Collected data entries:

Start of Block

use criterion::{black_box, criterion_group, criterion_main, Criterion};
use v2g_audit::prelude::*;
use v2g_audit::parser::{SymbolInstance, WirePrimitive};
use v2g_audit::{Point, RuleFunction, SymbolPatterns};

/// A ladder of `rungs` rungs: two rails joined every 10 units.
fn ladder(rungs: usize) -> Primitives {
    let mut prims = Primitives::default();
    for i in 0..rungs {
        let x = i as f64 * 10.0;
        prims.wires.push(WirePrimitive::new(Point::new(x, 0.0), Point::new(x + 10.0, 0.0)));
        prims.wires.push(WirePrimitive::new(Point::new(x, 20.0), Point::new(x + 10.0, 20.0)));
        prims.wires.push(WirePrimitive::new(Point::new(x, 0.0), Point::new(x, 20.0)));
        if i % 10 == 0 {
            prims.symbols.push(SymbolInstance::new("CT", Point::new(x + 5.0, 10.0)));
        }
    }
    prims.symbols.push(SymbolInstance::new("GND", Point::new(0.0, -1.0)));
    prims
}

fn config() -> AuditConfig {
    AuditConfig {
        symbols: vec![
            SymbolPatterns::new("GROUND", &["^gnd"]),
            SymbolPatterns::new("CT", &["^ct"]),
        ],
        ..Default::default()
    }
}

fn bench_audit(c: &mut Criterion) {
    let prims = ladder(100);
    let config = config();
    let rules: Vec<RuleSpec> = RuleFunction::ALL
        .iter()
        .map(|f| RuleSpec::new("All", f.name()))
        .collect();

    c.bench_function("audit_ladder_100", |b| {
        b.iter(|| AuditCore::audit(black_box(&prims), black_box(&config), black_box(&rules)));
    });
}

fn bench_verify(c: &mut Criterion) {
    let outcome = AuditCore::audit(&ladder(100), &config(), &[]).expect("ladder builds");
    let rules: Vec<RuleSpec> = RuleFunction::ALL
        .iter()
        .map(|f| RuleSpec::new("CT_secondary", f.name()))
        .collect();

    c.bench_function("verify_ladder_100", |b| {
        b.iter(|| AuditCore::verify_graph(black_box(&outcome.graph), black_box(&rules)));
    });
}

criterion_group!(benches, bench_audit, bench_verify);
criterion_main!(benches);
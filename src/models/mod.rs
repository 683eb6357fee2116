pub mod message;
pub mod motion;
pub mod options;
pub mod position;
pub mod record;
pub mod score;

pub use motion::{Acceleration, MotionEvidence, MotionSample, RotationRate};
pub use options::VerificationOptions;
pub use position::{Position, UserId};
pub use record::{LocationRecord, LocationSource, OfflineQueueEntry, QueueMetadata};
pub use score::TrustScore;
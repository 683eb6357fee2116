//! Trail Verify
//!
//! Scores how likely a GPS position report from an outdoor-activity client
//! is genuine, as a trust value in [0, 1].
//!
//! ## Modules
//!
//! - [`models`] - Positions, history records, options, trust scores, ping payloads
//! - [`verification`] - Validators, per-user history and offline queue, orchestrator
//! - [`db`] - PostgreSQL-backed activity store and motion source
//! - [`config`] - Environment configuration
//! - [`kafka`] / [`processor`] - Ping ingestion

pub mod config;
pub mod db;
pub mod error;
pub mod kafka;
pub mod models;
pub mod processor;
pub mod verification;

pub use error::{Result, VerifyError};
pub use models::{MotionSample, Position, TrustScore, UserId, VerificationOptions};
pub use verification::{VerificationPolicy, Verifier};
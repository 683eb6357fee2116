pub mod message_processor;
use chrono::{DateTime, Utc};

/// Source of record timestamps. Injected so replay ordering can be tested
/// with a controlled clock.
pub trait Clock: Send + Sync {
    fn now(&self) -> DateTime<Utc>;
}

#[derive(Debug, Clone, Copy, Default)]
pub struct SystemClock;

impl Clock for SystemClock {
    fn now(&self) -> DateTime<Utc> {
        Utc::now()
    }
}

End of Block

**TASK DETAILS**.
Each entry above must be repeated word for word.

**WRITTEN SOLUTION**.
use criterion::{black_box, criterion_group, criterion_main, Criterion};
use v2g_audit::prelude::*;
use v2g_audit::parser::{SymbolInstance, WirePrimitive};
use v2g_audit::{Point, RuleFunction, SymbolPatterns};

/// A ladder of `rungs` rungs: two rails joined every 10 units.
fn ladder(rungs: usize) -> Primitives {
    let mut prims = Primitives::default();
    for i in 0..rungs {
        let x = i as f64 * 10.0;
        prims.wires.push(WirePrimitive::new(Point::new(x, 0.0), Point::new(x + 10.0, 0.0)));
        prims.wires.push(WirePrimitive::new(Point::new(x, 20.0), Point::new(x + 10.0, 20.0)));
        prims.wires.push(WirePrimitive::new(Point::new(x, 0.0), Point::new(x, 20.0)));
        if i % 10 == 0 {
            prims.symbols.push(SymbolInstance::new("CT", Point::new(x + 5.0, 10.0)));
        }
    }
    prims.symbols.push(SymbolInstance::new("GND", Point::new(0.0, -1.0)));
    prims
}

fn config() -> AuditConfig {
    AuditConfig {
        symbols: vec![
            SymbolPatterns::new("GROUND", &["^gnd"]),
            SymbolPatterns::new("CT", &["^ct"]),
        ],
        ..Default::default()
    }
}

fn bench_audit(c: &mut Criterion) {
    let prims = ladder(100);
    let config = config();
    let rules: Vec<RuleSpec> = RuleFunction::ALL
        .iter()
        .map(|f| RuleSpec::new("All", f.name()))
        .collect();

    c.bench_function("audit_ladder_100", |b| {
        b.iter(|| AuditCore::audit(black_box(&prims), black_box(&config), black_box(&rules)));
    });
}

fn bench_verify(c: &mut Criterion) {
    let outcome = AuditCore::audit(&ladder(100), &config(), &[]).expect("ladder builds");
    let rules: Vec<RuleSpec> = RuleFunction::ALL
        .iter()
        .map(|f| RuleSpec::new("CT_secondary", f.name()))
        .collect();

    c.bench_function("verify_ladder_100", |b| {
        b.iter(|| AuditCore::verify_graph(black_box(&outcome.graph), black_box(&rules)));
    });
}

criterion_group!(benches, bench_audit, bench_verify);
criterion_main!(benches);
filename src/models/mod.rs
repository 683eb6357fee2116
pub mod message;
pub mod motion;
pub mod options;
pub mod position;
pub mod record;
pub mod score;

pub use motion::{Acceleration, MotionEvidence, MotionSample, RotationRate};
pub use options::VerificationOptions;
pub use position::{Position, UserId};
pub use record::{LocationRecord, LocationSource, OfflineQueueEntry, QueueMetadata};
pub use score::TrustScore;
repository 683eb6357fee2116
//! Trail Verify
//!
//! Scores how likely a GPS position report from an outdoor-activity client
//! is genuine, as a trust value in [0, 1].
//!
//! ## Modules
//!
//! - [`models`] - Positions, history records, options, trust scores, ping payloads
//! - [`verification`] - Validators, per-user history and offline queue, orchestrator
//! - [`db`] - PostgreSQL-backed activity store and motion source
//! - [`config`] - Environment configuration
//! - [`kafka`] / [`processor`] - Ping ingestion

pub mod config;
pub mod db;
pub mod error;
pub mod kafka;
pub mod models;
pub mod processor;
pub mod verification;

pub use error::{Result, VerifyError};
pub use models::{MotionSample, Position, TrustScore, UserId, VerificationOptions};
pub use verification::{VerificationPolicy, Verifier};
repository 683eb6357fee2116
pub mod message_processor;
use chrono::{DateTime, Utc};

/// Source of record timestamps. Injected so replay ordering can be tested
/// with a controlled clock.
pub trait Clock: Send + Sync {
    fn now(&self) -> DateTime<Utc>;
}

#[derive(Debug, Clone, Copy, Default)]
pub struct SystemClock;

impl Clock for SystemClock {
    fn now(&self) -> DateTime<Utc> {
        Utc::now()
    }
}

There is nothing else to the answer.